The grim afflictions plaguing Indigenous communities — whether it be the unacceptable rates of child mortality and removals, suicide, homelessness, incarceration or life expectancy — are the direct consequences of genocide and the unrelenting violence of settler colonialism. 

There is nothing passive or accidental about the past 235 years of systematic subjugation and oppression. Yet, I’m told by proponents for the Voice to Parliament that the apocalyptic state of our affairs can be reduced to the unintended byproducts of well-meaning governments.

These are the same governments that imply they’re unable to secure our input on the laws they impose on us until after a successful referendum. Forget that we have been the necessary collateral damage for building and maintaining empire — the real problem is apparently that, until now, we’ve been mute.

After millennia of vibrant human expression and sophisticated methods of communication, it seems we lost our ability to speak. And because we chose to become silent sapiens and camouflage into the flora and fauna, governments have simply been unable to find us, let alone determine what it is we want.

What’s the proposed antidote to this? A toothless advisory body that provides non-binding advice to the same institutional machinery that continues to sell our lands, steal our children and strip us of our cultures. And it is you, citizens of settler Australia, whose eerie acquiescence and exceptional thresholds of tolerance have both permitted and perpetuated our misery, who will decide whether or not we can now speak up to the overlord. 

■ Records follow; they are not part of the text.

//! UseCase: ルーム一覧取得

use std::sync::Arc;

use crate::domain::{Room, RoomRepository};

/// ルーム一覧取得のユースケース
pub struct GetRoomsUseCase {
    repository: Arc<dyn RoomRepository>,
}

impl GetRoomsUseCase {
    /// 新しい GetRoomsUseCase を作成
    pub fn new(repository: Arc<dyn RoomRepository>) -> Self {
        Self { repository }
    }

    /// 全てのルームを ID 順で取得
    pub async fn execute(&self) -> Vec<Room> {
        self.repository.list_rooms().await
    }
}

Once you generously permit us to articulate ourselves, and only if you decide to do so, those same overlords will then determine how the newly unmuted voice of the “First Peoples” works, what we get to speak about and whether or not they listen. What could possibly go wrong? 

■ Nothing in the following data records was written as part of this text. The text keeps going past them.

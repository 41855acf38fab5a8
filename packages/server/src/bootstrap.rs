//! Dependency wiring for the room server.

use std::sync::Arc;

use zashiki_shared::time::{Clock, SystemClock};

use crate::{
    config::ServerConfig,
    infrastructure::{message_pusher::WebSocketMessagePusher, repository::InMemoryRoomRepository},
    ui::{Server, state::AppState},
    usecase::{
        ConnectParticipantUseCase, DisconnectParticipantUseCase, DrawComponentUseCase,
        GetRoomDetailUseCase, GetRoomsUseCase, RefreshPresenceUseCase, RoomBroadcaster,
        SaveComponentUseCase,
    },
};

/// Build a server backed by the in-memory room directory.
///
/// Each call creates an independent directory, so several servers can run
/// in one process.
pub fn build_server(config: &ServerConfig) -> Server {
    // Initialize dependencies in order:
    // 1. Repository
    // 2. MessagePusher
    // 3. Broadcaster and UseCases
    // 4. Server
    let clock: Arc<dyn Clock> = Arc::new(SystemClock);

    // 1. Create Repository (in-memory room directory)
    let repository = Arc::new(InMemoryRoomRepository::new(
        clock.clone(),
        config.evict_empty_rooms,
    ));

    // 2. Create MessagePusher (WebSocket implementation)
    let message_pusher = Arc::new(WebSocketMessagePusher::new());

    // 3. Create Broadcaster and UseCases
    let broadcaster = Arc::new(RoomBroadcaster::new(
        repository.clone(),
        message_pusher.clone(),
    ));
    let connect_participant_usecase = Arc::new(ConnectParticipantUseCase::new(
        repository.clone(),
        message_pusher.clone(),
        broadcaster.clone(),
        clock,
    ));
    let disconnect_participant_usecase = Arc::new(DisconnectParticipantUseCase::new(
        repository.clone(),
        message_pusher.clone(),
        broadcaster.clone(),
    ));
    let draw_component_usecase = Arc::new(DrawComponentUseCase::new(
        repository.clone(),
        broadcaster.clone(),
    ));
    let save_component_usecase = Arc::new(SaveComponentUseCase::new(message_pusher));
    let refresh_presence_usecase = Arc::new(RefreshPresenceUseCase::new(broadcaster));
    let get_rooms_usecase = Arc::new(GetRoomsUseCase::new(repository.clone()));
    let get_room_detail_usecase = Arc::new(GetRoomDetailUseCase::new(repository));

    // 4. Create the server
    Server::new(AppState {
        connect_participant_usecase,
        disconnect_participant_usecase,
        draw_component_usecase,
        save_component_usecase,
        refresh_presence_usecase,
        get_rooms_usecase,
        get_room_detail_usecase,
        outbound_queue_capacity: config.outbound_queue_capacity,
    })
}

The problem with kicking truth further down the road, instead of, say, embedding it into every step of the journey, is that we remain confined to the realms of fiction and fantasy. And it’s because of this romanticised commitment to reconciliation, instead of ushering in the long-overdue reckoning, that an incremental base hit is being sold as a home run.

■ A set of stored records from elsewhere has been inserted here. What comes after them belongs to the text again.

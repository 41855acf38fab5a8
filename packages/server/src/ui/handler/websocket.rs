//! WebSocket connection handlers.

use std::sync::Arc;

use axum::{
    extract::{
        Path, State,
        ws::{Message, WebSocket, WebSocketUpgrade},
    },
    http::StatusCode,
    response::IntoResponse,
};
use futures_util::{
    sink::SinkExt,
    stream::{SplitSink, StreamExt},
};
use serde::Deserialize;
use tokio::sync::mpsc;

use crate::{
    domain::{ConnectionId, ConnectionState, DisplayName, RoomId},
    infrastructure::dto::websocket::ClientMessage,
    ui::state::AppState,
};

/// Path parameters of `/ws/{room}/{username}`
#[derive(Debug, Deserialize)]
pub struct ConnectPath {
    pub room: String,
    pub username: String,
}

pub async fn websocket_handler(
    ws: WebSocketUpgrade,
    State(state): State<Arc<AppState>>,
    Path(path): Path<ConnectPath>,
) -> Result<impl IntoResponse, StatusCode> {
    // Convert String -> Domain Models
    let room_id = match RoomId::try_from(path.room.clone()) {
        Ok(id) => id,
        Err(e) => {
            tracing::warn!("Rejecting connection, invalid room '{}': {}", path.room, e);
            return Err(StatusCode::BAD_REQUEST);
        }
    };
    let name = match DisplayName::try_from(path.username.clone()) {
        Ok(name) => name,
        Err(e) => {
            tracing::warn!(
                "Rejecting connection, invalid username '{}': {}",
                path.username,
                e
            );
            return Err(StatusCode::BAD_REQUEST);
        }
    };

    Ok(ws.on_upgrade(move |socket| handle_socket(socket, state, room_id, name)))
}

/// Spawns a task that drains the outbound queue into the WebSocket sender.
///
/// The queue closes when the connection is unregistered from the pusher,
/// either on normal disconnect or on eviction after a failed delivery. A
/// Close frame is sent in that case so the peer sees the eviction.
fn pusher_loop(
    mut rx: mpsc::Receiver<String>,
    mut sender: SplitSink<WebSocket, Message>,
) -> tokio::task::JoinHandle<()> {
    tokio::spawn(async move {
        while let Some(msg) = rx.recv().await {
            if sender.send(Message::Text(msg.into())).await.is_err() {
                return;
            }
        }
        let _ = sender.send(Message::Close(None)).await;
    })
}

async fn handle_socket(
    socket: WebSocket,
    state: Arc<AppState>,
    room_id: RoomId,
    name: DisplayName,
) {
    let mut connection_state = ConnectionState::Connecting;
    let (sender, mut receiver) = socket.split();

    // Create a bounded outbound queue for this connection
    let (tx, rx) = mpsc::channel(state.outbound_queue_capacity);

    // Start draining before the presence announcement so the first frame
    // is never lost to a full queue
    let mut send_task = pusher_loop(rx, sender);

    let participant = state
        .connect_participant_usecase
        .execute(&room_id, name, tx)
        .await;
    let connection_id = participant.connection_id;
    connection_state = advance(connection_state, ConnectionState::Open, &connection_id);

    let state_clone = state.clone();
    let room_for_recv = room_id.clone();

    // Spawn a task to receive messages from this peer
    let mut recv_task = tokio::spawn(async move {
        while let Some(msg) = receiver.next().await {
            let msg = match msg {
                Ok(msg) => msg,
                Err(e) => {
                    tracing::warn!("WebSocket error on '{}': {}", connection_id, e);
                    break;
                }
            };

            match msg {
                Message::Text(text) => {
                    let should_continue =
                        dispatch(&state_clone, &room_for_recv, &connection_id, text.as_str())
                            .await;
                    if !should_continue {
                        break;
                    }
                }
                Message::Ping(_) => {
                    tracing::debug!("Received ping");
                    // Ping/pong is handled automatically by the WebSocket protocol
                }
                Message::Close(_) => {
                    tracing::info!("Connection '{}' requested close", connection_id);
                    break;
                }
                _ => {}
            }
        }
    });

    // If any one of the tasks completes, abort the other
    tokio::select! {
        _ = &mut recv_task => send_task.abort(),
        _ = &mut send_task => recv_task.abort(),
    };

    advance(connection_state, ConnectionState::Closed, &connection_id);

    // Removing an already evicted connection is a no-op
    match state
        .disconnect_participant_usecase
        .execute(&room_id, &connection_id)
        .await
    {
        Some(participant) => tracing::info!(
            "'{}' ({}) left room '{}'",
            participant.name,
            connection_id,
            room_id
        ),
        None => tracing::debug!(
            "Connection '{}' was already removed from room '{}'",
            connection_id,
            room_id
        ),
    }
}

/// Handle one inbound text frame.
///
/// Returns `false` when the connection must be torn down.
async fn dispatch(
    state: &AppState,
    room_id: &RoomId,
    connection_id: &ConnectionId,
    text: &str,
) -> bool {
    let message = match ClientMessage::decode(text) {
        Ok(message) => message,
        Err(e) => {
            tracing::warn!("Dropping frame from '{}': {}", connection_id, e);
            return true;
        }
    };

    match message {
        ClientMessage::DrawComponent { xml } => {
            state
                .draw_component_usecase
                .execute(room_id, connection_id, xml)
                .await;
            true
        }
        ClientMessage::SaveComponent => {
            match state.save_component_usecase.execute(connection_id).await {
                Ok(()) => true,
                Err(e) => {
                    tracing::warn!("Closing '{}': {}", connection_id, e);
                    false
                }
            }
        }
        ClientMessage::Login => {
            state.refresh_presence_usecase.execute(room_id).await;
            true
        }
    }
}

fn advance(
    current: ConnectionState,
    next: ConnectionState,
    connection_id: &ConnectionId,
) -> ConnectionState {
    match current.transition_to(next) {
        Ok(state) => {
            tracing::debug!("Connection '{}' is now {:?}", connection_id, state);
            state
        }
        Err(e) => {
            tracing::warn!("Connection '{}': {}", connection_id, e);
            current
        }
    }
}
//! Time-related utilities with clock abstraction for testability.

use chrono::{DateTime, SecondsFormat, Utc};

/// Clock trait for dependency injection and testing
pub trait Clock: Send + Sync {
    /// Get current Unix timestamp in UTC (milliseconds)
    fn now_millis(&self) -> i64;
}

/// System clock implementation (uses actual system time)
#[derive(Debug, Clone, Copy, Default)]
pub struct SystemClock;

impl Clock for SystemClock {
    fn now_millis(&self) -> i64 {
        get_timestamp()
    }
}

/// Fixed clock implementation for testing (returns a fixed time)
#[derive(Debug, Clone, Copy)]
pub struct FixedClock {
    fixed_time: i64,
}

impl FixedClock {
    /// Create a new fixed clock with the given timestamp
    pub fn new(fixed_time_millis: i64) -> Self {
        Self {
            fixed_time: fixed_time_millis,
        }
    }
}

impl Clock for FixedClock {
    fn now_millis(&self) -> i64 {
        self.fixed_time
    }
}

/// Get current Unix timestamp in UTC (milliseconds)
pub fn get_timestamp() -> i64 {
    Utc::now().timestamp_millis()
}

/// Convert Unix timestamp (milliseconds) to RFC 3339 format in UTC.
///
/// Out-of-range timestamps fall back to the Unix epoch.
pub fn timestamp_to_rfc3339(timestamp_millis: i64) -> String {
    DateTime::<Utc>::from_timestamp_millis(timestamp_millis)
        .unwrap_or(DateTime::<Utc>::UNIX_EPOCH)
        .to_rfc3339_opts(SecondsFormat::Millis, true)
}
//! WebSocket message DTOs.
//!
//! Every frame is a JSON object whose `type` field selects the variant.

use serde::{Deserialize, Serialize};
use serde_json::Value;
use thiserror::Error;

/// Message sent by a peer to the server
#[derive(Debug, Clone, PartialEq, Eq, Serialize, Deserialize)]
#[serde(tag = "type", rename_all = "snake_case")]
pub enum ClientMessage {
    /// Diagram mutation to broadcast to the other peers
    DrawComponent {
        #[serde(default)]
        xml: String,
    },
    /// Request for a save acknowledgment
    SaveComponent,
    /// Request for a presence re-broadcast
    Login,
}

/// Message sent by the server to a peer
#[derive(Debug, Clone, PartialEq, Eq, Serialize, Deserialize)]
#[serde(tag = "type", rename_all = "snake_case")]
pub enum ServerMessage {
    DrawComponent { xml: String },
    ReloadUsersRoom { users: Vec<String> },
    SaveResponse { success: bool, message: String },
}

/// Inbound payload that cannot be dispatched
#[derive(Debug, Clone, PartialEq, Eq, Error)]
pub enum ProtocolError {
    #[error("payload is not a JSON object: {0}")]
    Malformed(String),

    #[error("payload has no string `type` field")]
    MissingType,

    #[error("unknown message type '{0}'")]
    UnknownType(String),

    #[error("invalid '{kind}' payload: {reason}")]
    InvalidPayload { kind: String, reason: String },
}

impl ClientMessage {
    const KNOWN_TYPES: [&'static str; 3] = ["draw_component", "save_component", "login"];

    /// Decode one inbound text frame.
    pub fn decode(text: &str) -> Result<Self, ProtocolError> {
        let value: Value =
            serde_json::from_str(text).map_err(|e| ProtocolError::Malformed(e.to_string()))?;
        if !value.is_object() {
            return Err(ProtocolError::Malformed("expected an object".to_string()));
        }

        let kind = value
            .get("type")
            .and_then(Value::as_str)
            .ok_or(ProtocolError::MissingType)?
            .to_string();
        if !Self::KNOWN_TYPES.contains(&kind.as_str()) {
            return Err(ProtocolError::UnknownType(kind));
        }

        serde_json::from_value(value).map_err(|e| ProtocolError::InvalidPayload {
            kind,
            reason: e.to_string(),
        })
    }
}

“But a Voice ensures that we can provide advice on the laws that affect us”. Not exactly. The solicitor-general’s advice is clear: the proposed constitutional amendment does not impose any obligations upon the executive government to follow representations of the Voice, or to consult with the Voice prior to developing any policy or making any decision. More importantly, we have the right to self-government, just as we have successfully done for tens of thousands of years. As hard as it might be to fathom, it is we, not you, who are best placed to determine our futures. 

“But it’ll be more powerful and permanent because it’s constitutionally enshrined”. Again, not exactly. As Richard Lancaster SC and others noted throughout the joint select committee on the Aboriginal and Torres Strait Islander Voice referendum, the proposed amendment doesn’t require Parliament to maintain the Voice. Also, abolition isn’t just binning the body entirely, as the government did to ATSIC; muting, constraining or ignoring the Voice to the point of total nullification is equivalent to abolishing something altogether.

“But this is what Indigenous people have asked for”. Sure, within the context that we were permitted to propose something workable within the framework of Australian public law and governance, but also something that is accepted by constitutional conservatives. Let’s not pretend that a blank canvas was put in front of us — the Voice to Parliament is born out of white appeasement, not Black ambition. 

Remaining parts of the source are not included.